PROVIDED INFORMATION —
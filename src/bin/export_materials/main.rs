use std::{env, fs, path::Path};

use gltf_material_export::{file_formats::library::LibraryFile, MaterialExporter};

fn export(library_path: &Path, out_dir: &Path) -> Result<(), Box<dyn std::error::Error>> {
    let base_dir = library_path.parent().unwrap_or(Path::new("."));
    let (options, textures, materials) = LibraryFile::load(library_path)?.into_libraries(base_dir)?;
    log::info!(
        "exporting {} materials, {} textures from {}",
        materials.len(),
        textures.len(),
        library_path.display()
    );

    let exporter = MaterialExporter::new(&textures, options);
    let results = pollster::block_on(exporter.export_materials(&materials));
    for (material, result) in materials.iter().zip(&results) {
        if let Err(e) = result {
            log::error!("{}: {}", material.name(), e);
        }
    }
    let output = exporter.finish();

    fs::create_dir_all(out_dir)?;
    let json = serde_json::to_string_pretty(&output)?;
    fs::write(out_dir.join("materials.gltf.json"), json)?;
    if !options.embed_images {
        for (file_name, image) in &output.image_data {
            fs::write(out_dir.join(file_name), &image.data)?;
        }
    }

    let failed = results.iter().filter(|r| r.is_err()).count();
    if failed > 0 {
        return Err(format!("{} of {} materials failed to export", failed, materials.len()).into());
    }
    Ok(())
}

pub fn main() -> Result<(), Box<dyn std::error::Error>> {
    env_logger::init();

    let args: Vec<String> = env::args().collect();
    let library_path = args
        .get(1)
        .map(String::as_str)
        .unwrap_or("assets/materials.json");
    let out_dir = args.get(2).map(String::as_str).unwrap_or("export");

    export(Path::new(library_path), Path::new(out_dir))
}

TASK INSTRUCTIONS — Your answer must be the count of lines in the data that contain "join", with no added words.

ANSWER BOX — 2